Following the breach, the attacker registered the domain “metrics-trustwallet[.]com” and deployed a trojanized version of the extension containing a backdoor capable of harvesting users’ wallet mnemonic phrases. Cybersecurity company Koi reported that the malicious code activates every time a wallet is unlocked, rather than only during seed phrase imports. The code captures data across all wallets in an account and stores seed phrases in a field labeled errorMessage within what appears to be standard unlock telemetry. Researchers noted that even wallets protected by passwords or biometric authentication were affected, highlighting the scale of the compromise.
The malicious domain used by the attacker, resolving to IP address 138.124.70.40, is hosted on Stark Industries Solutions, a bulletproof hosting provider incorporated in the U.K. in early 2022. Koi noted that the infrastructure was staged over two weeks before the malicious update went live on December 24, 2025, indicating a well-planned operation rather than an opportunistic attack. Adding to the signature of the campaign, querying the server returned the response “He who controls the spice controls the universe,” a reference also observed in the previous Shai-Hulud npm supply chain incident. Trust Wallet had already urged roughly one million users to update to version 2.69 after the malicious update was distributed to the Chrome Web Store.

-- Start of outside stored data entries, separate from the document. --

use chrono::{DateTime, Utc};
use serde::{Deserialize, Serialize};
use utoipa::ToSchema;
use uuid::Uuid;

use crate::transform::ResizeMode;

/// A materialized resize of a stored image, keyed by the request URI that produced it
#[derive(Debug, Clone, PartialEq, Serialize, Deserialize, ToSchema)]
#[cfg_attr(feature = "sqlx", derive(sqlx::FromRow))]
pub struct ImageCache {
    pub id: Uuid,
    pub user_id: Uuid,
    pub matter_uuid: Uuid,
    pub mode: ResizeMode,
    pub uri: String,
    pub path: String,
    pub size: i64,
    pub created_at: DateTime<Utc>,
}

#[derive(Debug, Clone)]
pub struct NewImageCache {
    pub user_id: Uuid,
    pub matter_uuid: Uuid,
    pub mode: ResizeMode,
    pub uri: String,
    pub path: String,
    pub size: i64,
}
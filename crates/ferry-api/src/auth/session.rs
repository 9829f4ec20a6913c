use std::sync::Arc;

use axum::extract::FromRequestParts;
use axum::http::{header, request::Parts};
use chrono::{Duration, Utc};
use ferry_core::models::User;
use ferry_core::AppError;
use jsonwebtoken::{decode, encode, Algorithm, DecodingKey, EncodingKey, Header, Validation};
use serde::{Deserialize, Serialize};
use std::convert::Infallible;
use uuid::Uuid;

use crate::state::AppState;

/// JWT claims structure
#[derive(Debug, Serialize, Deserialize)]
pub struct JwtClaims {
    pub sub: Uuid, // user_id
    pub role: String,
    pub exp: i64,
    pub iat: i64,
}

/// Sign an HS256 session token for `user`
pub fn issue_session_token(user: &User, secret: &str, ttl: Duration) -> Result<String, AppError> {
    let now = Utc::now();
    let claims = JwtClaims {
        sub: user.id,
        role: if user.is_admin() { "administrator" } else { "user" }.to_string(),
        exp: (now + ttl).timestamp(),
        iat: now.timestamp(),
    };

    encode(
        &Header::new(Algorithm::HS256),
        &claims,
        &EncodingKey::from_secret(secret.as_bytes()),
    )
    .map_err(|e| AppError::Internal(format!("Failed to sign session token: {}", e)))
}

fn validate_token(token: &str, secret: &str) -> Result<JwtClaims, AppError> {
    let mut validation = Validation::new(Algorithm::HS256);
    validation.validate_exp = true;
    validation.leeway = 0;

    decode::<JwtClaims>(
        token,
        &DecodingKey::from_secret(secret.as_bytes()),
        &validation,
    )
    .map(|data| data.claims)
    .map_err(|e| match e.kind() {
        jsonwebtoken::errors::ErrorKind::ExpiredSignature => {
            AppError::Unauthorized("Token has expired".to_string())
        }
        _ => AppError::Unauthorized(format!("Invalid or expired token: {}", e)),
    })
}

/// The logged-in user, if the request carries a valid session.
///
/// Never rejects: a missing, malformed or expired token, or one naming a
/// deleted user, all read as "no session".
#[derive(Debug, Clone)]
pub struct SessionUser(pub Option<User>);

impl FromRequestParts<Arc<AppState>> for SessionUser {
    type Rejection = Infallible;

    async fn from_request_parts(
        parts: &mut Parts,
        state: &Arc<AppState>,
    ) -> Result<Self, Self::Rejection> {
        let Some(token) = parts
            .headers
            .get(header::AUTHORIZATION)
            .and_then(|h| h.to_str().ok())
            .and_then(|h| h.strip_prefix("Bearer "))
            .map(str::trim)
            .filter(|t| !t.is_empty())
        else {
            return Ok(SessionUser(None));
        };

        let claims = match validate_token(token, state.config.jwt_secret()) {
            Ok(claims) => claims,
            Err(e) => {
                tracing::debug!(error = %e, "Ignoring invalid session token");
                return Ok(SessionUser(None));
            }
        };

        match state.users.get(claims.sub).await {
            Ok(user) => Ok(SessionUser(user)),
            Err(e) => {
                tracing::warn!(user_id = %claims.sub, error = %e, "Failed to load session user");
                Ok(SessionUser(None))
            }
        }
    }
}
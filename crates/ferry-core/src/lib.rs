//! Ferry Core Library
//!
//! Domain models, error types, configuration and request validation shared by
//! every Ferry crate.

pub mod config;
pub mod constants;
pub mod error;
pub mod models;
pub mod transform;
pub mod validation;

pub use config::Config;
pub use error::{AppError, ErrorMetadata, LogLevel};
pub use transform::{ResizeMode, ResizeParams};
//! Route configuration and setup

use crate::handlers::{alien, health};
use crate::state::AppState;
use axum::{
    extract::DefaultBodyLimit,
    http::{HeaderValue, Method},
    routing::{get, post},
    Json, Router,
};
use ferry_core::Config;
use std::sync::Arc;
use tower::limit::ConcurrencyLimitLayer;
use tower_http::cors::{Any, CorsLayer};
use tower_http::limit::RequestBodyLimitLayer;
use tower_http::trace::TraceLayer;

/// Server-level cap on in-flight requests
const HTTP_CONCURRENCY_LIMIT: usize = 10_000;

/// Setup all application routes
pub fn setup_routes(config: &Config, state: Arc<AppState>) -> Result<Router<()>, anyhow::Error> {
    let cors = setup_cors(config)?;

    // Token-carrying uploads and crawls are posted from foreign pages and answer any origin
    let delegated_routes = Router::new()
        .route("/api/alien/upload", post(alien::upload::upload))
        .route("/api/alien/crawl/token", post(alien::crawl::crawl_token))
        .layer(
            CorsLayer::new()
                .allow_origin(Any)
                .allow_methods([Method::POST, Method::OPTIONS])
                .allow_headers(Any),
        );

    let owner_routes = Router::new()
        .route(
            "/api/alien/fetch/upload/token",
            post(alien::token::fetch_upload_token),
        )
        .route(
            "/api/alien/fetch/download/token",
            post(alien::token::fetch_download_token),
        )
        .route("/api/alien/confirm", post(alien::confirm::confirm))
        .route("/api/alien/crawl/direct", post(alien::crawl::crawl_direct))
        .route(
            "/api/alien/download/{matter_uuid}/{filename}",
            get(alien::download::download),
        )
        .route("/api/health", get(health::health))
        .route(
            "/api/openapi.json",
            get(|| async { Json(crate::api_doc::get_openapi_spec()) }),
        )
        .layer(cors);

    let app = delegated_routes
        .merge(owner_routes)
        .layer(ConcurrencyLimitLayer::new(HTTP_CONCURRENCY_LIMIT))
        .layer(DefaultBodyLimit::disable())
        .layer(RequestBodyLimitLayer::new(config.max_upload_size_bytes()))
        .layer(TraceLayer::new_for_http())
        .with_state(state);

    Ok(app)
}

/// Setup CORS configuration
fn setup_cors(config: &Config) -> Result<CorsLayer, anyhow::Error> {
    let cors = if config.cors_origins().iter().any(|o| o == "*") {
        tracing::warn!("CORS configured to allow all origins - not recommended for production");
        CorsLayer::new()
            .allow_origin(Any)
            .allow_methods([Method::GET, Method::POST, Method::OPTIONS])
            .allow_headers(Any)
    } else {
        let origins = config
            .cors_origins()
            .iter()
            .map(|o| o.parse::<HeaderValue>())
            .collect::<Result<Vec<_>, _>>()
            .map_err(|e| anyhow::anyhow!("Invalid CORS origin: {}", e))?;

        CorsLayer::new()
            .allow_origin(origins)
            .allow_methods([Method::GET, Method::POST, Method::OPTIONS])
            .allow_headers(Any)
    };
    Ok(cors)
}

To mitigate the impact of the incident, Trust Wallet has launched a reimbursement claim process for affected users, with reviews handled on a case-by-case basis to prevent fraud and differentiate victims from potential malicious actors. The company has also strengthened monitoring and controls for its release processes to prevent similar breaches in the future. Trust Wallet described Shai-Hulud as an industry-wide supply chain attack affecting multiple sectors, leveraging trusted software dependencies to infiltrate organizations rather than targeting them directly. Security researchers note that Shai-Hulud 3.0 has emerged with enhanced obfuscation, improved reliability, and broader compatibility, continuing its focus on harvesting developer secrets while maintaining the same exploitation techniques as previous iterations.